--- TASK DATA Enclosed Below ---
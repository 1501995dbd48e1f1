//! Pairing handshake: from an empty session directory to an open connection.
//!
//! # Sequence
//!
//! ```text
//! create session dir
//!   └─► CredentialStore::load(dir)              credential state + persister
//!   └─► ClientFactory::fetch_latest_version()
//!   └─► ClientFactory::connect(options)          client + event stream
//!   └─► request_pairing_code(phone)              optional, bounded by the
//!                                                timeout, failure is non-fatal
//!   └─► race:  first terminal event  vs.  timeout
//!         open   → Ok
//!         close  → HandshakeError::Closed(reason)
//!         timer  → HandshakeError::Timeout
//!   └─► teardown after `teardown_delay`: logout, end (errors dropped),
//!       drain the event pump, release the session lease
//! ```
//!
//! # Event pump
//!
//! One spawned task owns the event stream and handles events strictly in
//! arrival order:
//!
//! - credential updates are written to disk before the next event is looked
//!   at, so by the time `open` resolves the handshake every update that came
//!   before it is on disk;
//! - the first terminal connection update is sent through a `oneshot`
//!   channel; the sender is consumed by that send, so nothing later can
//!   change the outcome;
//! - if the handshake already timed out the receiver is gone, and late events
//!   are ignored the same way.
//!
//! The pump keeps persisting credential updates after resolution and stops
//! when the client is ended and its stream closes.  The teardown task holds
//! the caller's [`SessionLease`] until then, so the next request for the same
//! directory never loads files the previous session is still writing.

use std::path::{Path, PathBuf};
use std::sync::{Arc, Mutex, PoisonError};
use std::time::Duration;

use serde_json::Value;
use thiserror::Error;
use tokio::sync::{mpsc, oneshot};
use tokio::task::JoinHandle;
use tracing::{debug, info, warn, Instrument, Span};

use pairing_core::{
    format_code_value, CapturedCode, ClientEvent, ClientIdentity, CodeSource, ConnectionUpdate,
    PairingCodeSlot, PhoneNumber, Resolution,
};

use crate::application::ports::{
    ClientConnection, ClientError, ClientFactory, ClientOptions, CredentialError,
    CredentialSession, CredentialStore, ProtocolClient,
};
use crate::application::session_locks::SessionLease;

/// How long teardown waits for the event stream to close after `end`.
const PUMP_DRAIN_TIMEOUT: Duration = Duration::from_secs(5);

// ── Error type ────────────────────────────────────────────────────────────────

/// Ways a handshake can fail.
#[derive(Debug, Error)]
pub enum HandshakeError {
    #[error("failed to prepare session directory {}: {source}", path.display())]
    SessionDir {
        path: PathBuf,
        #[source]
        source: std::io::Error,
    },

    #[error("failed to load credentials: {0}")]
    Credentials(#[from] CredentialError),

    #[error("protocol client error: {0}")]
    Client(#[from] ClientError),

    /// No terminal event arrived within the configured timeout.
    #[error("connection not open after {} ms", .0.as_millis())]
    Timeout(Duration),

    /// The transport closed before opening.  Carries the extracted reason.
    #[error("connection closed: {0}")]
    Closed(String),

    /// The client's event stream ended without a terminal event.
    #[error("event stream ended before the connection opened")]
    StreamEnded,
}

// ── Settings and outcome ──────────────────────────────────────────────────────

/// Per-gateway handshake settings.
#[derive(Debug, Clone)]
pub struct HandshakeSettings {
    /// Deadline for the connection to open.  Must be non-zero.
    pub timeout: Duration,
    /// Delay before the detached logout/end.
    pub teardown_delay: Duration,
    pub identity: ClientIdentity,
}

/// Result of a successful handshake.
#[derive(Debug, Clone, PartialEq, Eq)]
pub struct HandshakeOutcome {
    /// The first pairing code seen during the session, if any.
    pub pairing_code: Option<CapturedCode>,
}

type SharedSlot = Arc<Mutex<PairingCodeSlot>>;

// ── Orchestrator ──────────────────────────────────────────────────────────────

/// Runs pairing handshakes.  One instance serves every request; each call to
/// [`Handshake::run`] creates and owns its own client.
pub struct Handshake {
    factory: Arc<dyn ClientFactory>,
    store: Arc<dyn CredentialStore>,
    settings: HandshakeSettings,
}

impl Handshake {
    pub fn new(
        factory: Arc<dyn ClientFactory>,
        store: Arc<dyn CredentialStore>,
        settings: HandshakeSettings,
    ) -> Self {
        Self {
            factory,
            store,
            settings,
        }
    }

    /// Pairs a client for `phone` using the credential files in `session_dir`.
    ///
    /// Resolves once the connection reports `open`.  Whatever the outcome,
    /// once a client exists a teardown (logout + end) is scheduled
    /// `teardown_delay` later.  `lease` is kept by that teardown until the
    /// client's last credential update is on disk.
    ///
    /// # Errors
    ///
    /// - [`HandshakeError::Timeout`] when neither `open` nor `close` arrives
    ///   within the timeout.
    /// - [`HandshakeError::Closed`] when `close` arrives first.
    /// - [`HandshakeError::StreamEnded`] when the client stops emitting events
    ///   without either.
    /// - `SessionDir`, `Credentials` or `Client` when setup fails.
    pub async fn run(
        &self,
        phone: &PhoneNumber,
        session_dir: &Path,
        lease: SessionLease,
    ) -> Result<HandshakeOutcome, HandshakeError> {
        tokio::fs::create_dir_all(session_dir)
            .await
            .map_err(|source| HandshakeError::SessionDir {
                path: session_dir.to_path_buf(),
                source,
            })?;

        let credentials = self.store.load(session_dir).await?;
        if credentials.state().is_fresh() {
            debug!("no stored credentials in {}; starting fresh", session_dir.display());
        }

        let version = self.factory.fetch_latest_version().await?;
        debug!("using protocol version {version}");

        let options = ClientOptions {
            version,
            auth: credentials.state().clone(),
            identity: self.settings.identity.clone(),
            print_qr_in_terminal: false,
            silent_logger: true,
        };
        let ClientConnection { client, events } = self.factory.connect(options).await?;

        let slot: SharedSlot = Arc::new(Mutex::new(PairingCodeSlot::new()));
        let request = request_pairing_code(client.as_ref(), phone, &slot);
        if tokio::time::timeout(self.settings.timeout, request).await.is_err() {
            warn!(
                "pairing code request for {phone} unanswered after {} ms; waiting for events",
                self.settings.timeout.as_millis()
            );
        }

        let (outcome_tx, outcome_rx) = oneshot::channel();
        let pump = tokio::spawn(
            pump_events(events, credentials, Arc::clone(&slot), outcome_tx)
                .instrument(Span::current()),
        );

        let result = match tokio::time::timeout(self.settings.timeout, outcome_rx).await {
            Ok(Ok(Resolution::Open)) => Ok(()),
            Ok(Ok(Resolution::Closed { reason })) => Err(HandshakeError::Closed(reason)),
            Ok(Err(_)) => Err(HandshakeError::StreamEnded),
            Err(_) => Err(HandshakeError::Timeout(self.settings.timeout)),
        };

        match &result {
            Ok(()) => info!("connection open for {phone}"),
            Err(e) => warn!("handshake for {phone} failed: {e}"),
        }

        schedule_teardown(client, self.settings.teardown_delay, pump, lease);

        let pairing_code = slot
            .lock()
            .unwrap_or_else(PoisonError::into_inner)
            .get()
            .cloned();
        result.map(|()| HandshakeOutcome { pairing_code })
    }
}

// ── Helpers ───────────────────────────────────────────────────────────────────

/// Stores `code` in the slot and logs it when it is the first one.
fn capture_code(slot: &SharedSlot, source: CodeSource, code: &str) {
    let mut slot = slot.lock().unwrap_or_else(PoisonError::into_inner);
    if slot.capture(source, code) {
        if let Some(captured) = slot.get() {
            info!("pairing code ({}): {}", source.label(), captured.display());
        }
    } else {
        debug!("ignoring {} code; a code was already captured", source.label());
    }
}

/// Captures a requested code.  Only string codes can be captured; anything
/// else is logged as received.
fn capture_requested_code(slot: &SharedSlot, code: Value) {
    match code {
        Value::String(code) => capture_code(slot, CodeSource::Requested, &code),
        other => warn!(
            "pairing code response is not a string, not captured: {}",
            format_code_value(&other)
        ),
    }
}

/// Asks the client for a pairing code, if it can.  Never fails: a missing
/// capability or a failed request leaves pairing to the event stream.
async fn request_pairing_code(client: &dyn ProtocolClient, phone: &PhoneNumber, slot: &SharedSlot) {
    let Some(requester) = client.pairing_code_requester() else {
        debug!("client cannot request pairing codes; waiting for events");
        return;
    };

    match requester.request_pairing_code(phone).await {
        Ok(response) => capture_requested_code(slot, response.into_value()),
        Err(e) => warn!("pairing code request for {phone} failed: {e}"),
    }
}

/// Captures a QR or pairing code carried by `update`.  QR wins when both are
/// present.
fn capture_offered_code(update: &ConnectionUpdate, slot: &SharedSlot) {
    if let Some(qr) = update.qr.as_deref() {
        capture_code(slot, CodeSource::Qr, qr);
    } else if let Some(code) = update.pairing_code.as_deref() {
        capture_code(slot, CodeSource::PairingEvent, code);
    }
}

/// Consumes the client's events until the stream closes.
async fn pump_events(
    mut events: mpsc::Receiver<ClientEvent>,
    mut credentials: Box<dyn CredentialSession>,
    slot: SharedSlot,
    outcome_tx: oneshot::Sender<Resolution>,
) {
    let mut outcome_tx = Some(outcome_tx);

    while let Some(event) = events.recv().await {
        match event {
            ClientEvent::Credentials(update) => {
                if let Err(e) = credentials.apply(update).await {
                    warn!("failed to persist credential update: {e}");
                }
            }
            ClientEvent::Connection(update) => {
                let tx = match outcome_tx.take() {
                    Some(tx) if !tx.is_closed() => tx,
                    _ => {
                        debug!("ignoring connection update after resolution: {update:?}");
                        continue;
                    }
                };

                capture_offered_code(&update, &slot);

                match update.resolution() {
                    Some(resolution) => {
                        debug!("terminal connection update: {resolution:?}");
                        // The receiver may have timed out in the meantime; the
                        // outcome is then already decided.
                        let _ = tx.send(resolution);
                    }
                    None => outcome_tx = Some(tx),
                }
            }
        }
    }

    debug!("client event stream closed");
}

/// Logs out and ends `client` after `delay`, on a detached task, then waits
/// for `pump` to flush the last events before releasing `lease`.
fn schedule_teardown(
    client: Arc<dyn ProtocolClient>,
    delay: Duration,
    mut pump: JoinHandle<()>,
    lease: SessionLease,
) {
    tokio::spawn(
        async move {
            tokio::time::sleep(delay).await;
            if let Err(e) = client.logout().await {
                debug!("teardown: logout failed (ignored): {e}");
            }
            if let Err(e) = client.end().await {
                debug!("teardown: end failed (ignored): {e}");
            }
            if tokio::time::timeout(PUMP_DRAIN_TIMEOUT, &mut pump).await.is_err() {
                warn!(
                    "event stream still open {} ms after end; stopping the pump",
                    PUMP_DRAIN_TIMEOUT.as_millis()
                );
                pump.abort();
            }
            drop(lease);
            debug!("teardown complete");
        }
        .instrument(Span::current()),
    );
}

// ── Tests ─────────────────────────────────────────────────────────────────────
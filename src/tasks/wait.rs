//! Process-local park/wake primitive for suspended callers.

use thiserror::Error;
use tokio::sync::oneshot;

use crate::codec::OutputValue;
use crate::models::ActionId;

/// Failure delivered through a [`WaitHandle`].
#[derive(Debug, Clone, PartialEq, Eq, Error)]
pub enum ActionFailure {
    /// The remote worker recorded an exception for this action.
    #[error("action failed with error: {message}{}", .stack.as_deref().map(|s| format!(" {s}")).unwrap_or_default())]
    Remote { message: String, stack: Option<String> },
    /// The registration was dropped or replaced before a result arrived.
    #[error("wait handle abandoned before the action completed")]
    Abandoned,
}

pub(crate) type TaskOutcome = Result<Option<OutputValue>, ActionFailure>;

/// Resolve-once handle a caller awaits for an action's outcome.
///
/// Never persisted; owned by exactly one caller within the process that
/// created it. Resolves to a decoded value, an absent value when the action
/// type has no registered output codec, or an [`ActionFailure`].
pub struct WaitHandle {
    action_id: ActionId,
    rx: oneshot::Receiver<TaskOutcome>,
    pre_resolved: bool,
}

impl WaitHandle {
    pub(crate) fn new(action_id: ActionId, rx: oneshot::Receiver<TaskOutcome>) -> Self {
        Self {
            action_id,
            rx,
            pre_resolved: false,
        }
    }

    /// A handle carrying an outcome that was already stored when the work
    /// was queued; awaiting it never suspends.
    pub(crate) fn resolved(action_id: ActionId, outcome: TaskOutcome) -> Self {
        let (tx, rx) = oneshot::channel();
        let _ = tx.send(outcome);
        Self {
            action_id,
            rx,
            pre_resolved: true,
        }
    }

    /// Id of the durable action record this handle is waiting on.
    pub fn action_id(&self) -> ActionId {
        self.action_id
    }

    /// Whether the outcome was already stored when the handle was created.
    pub fn is_pre_resolved(&self) -> bool {
        self.pre_resolved
    }

    /// Suspend until the action's outcome is delivered.
    pub async fn wait(self) -> Result<Option<OutputValue>, ActionFailure> {
        match self.rx.await {
            Ok(outcome) => outcome,
            Err(_) => Err(ActionFailure::Abandoned),
        }
    }
}

#[cfg(test)]
mod tests {
    use super::*;

    #[tokio::test]
    async fn pre_resolved_handle_returns_without_suspending() {
        let handle = WaitHandle::resolved(7, Ok(None));
        assert!(handle.is_pre_resolved());
        assert_eq!(handle.action_id(), 7);
        assert_eq!(handle.wait().await, Ok(None));
    }

    #[tokio::test]
    async fn dropped_sender_reports_abandonment() {
        let (tx, rx) = oneshot::channel();
        let handle = WaitHandle::new(3, rx);
        drop(tx);
        assert_eq!(handle.wait().await, Err(ActionFailure::Abandoned));
    }

    #[test]
    fn remote_failure_text_carries_message_and_stack() {
        let failure = ActionFailure::Remote {
            message: "boom".into(),
            stack: Some("trace...".into()),
        };
        let text = failure.to_string();
        assert!(text.contains("boom"));
        assert!(text.contains("trace..."));

        let bare = ActionFailure::Remote {
            message: "boom".into(),
            stack: None,
        };
        assert_eq!(bare.to_string(), "action failed with error: boom");
    }
}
--- End of Enclosed TASK DATA ---
- _WHAT YOU NEED TO DO_
Provide the count of lines in the entries above that hold the word "CredentialError", and leave out everything else.

- _EXERCISE SOLUTION_
2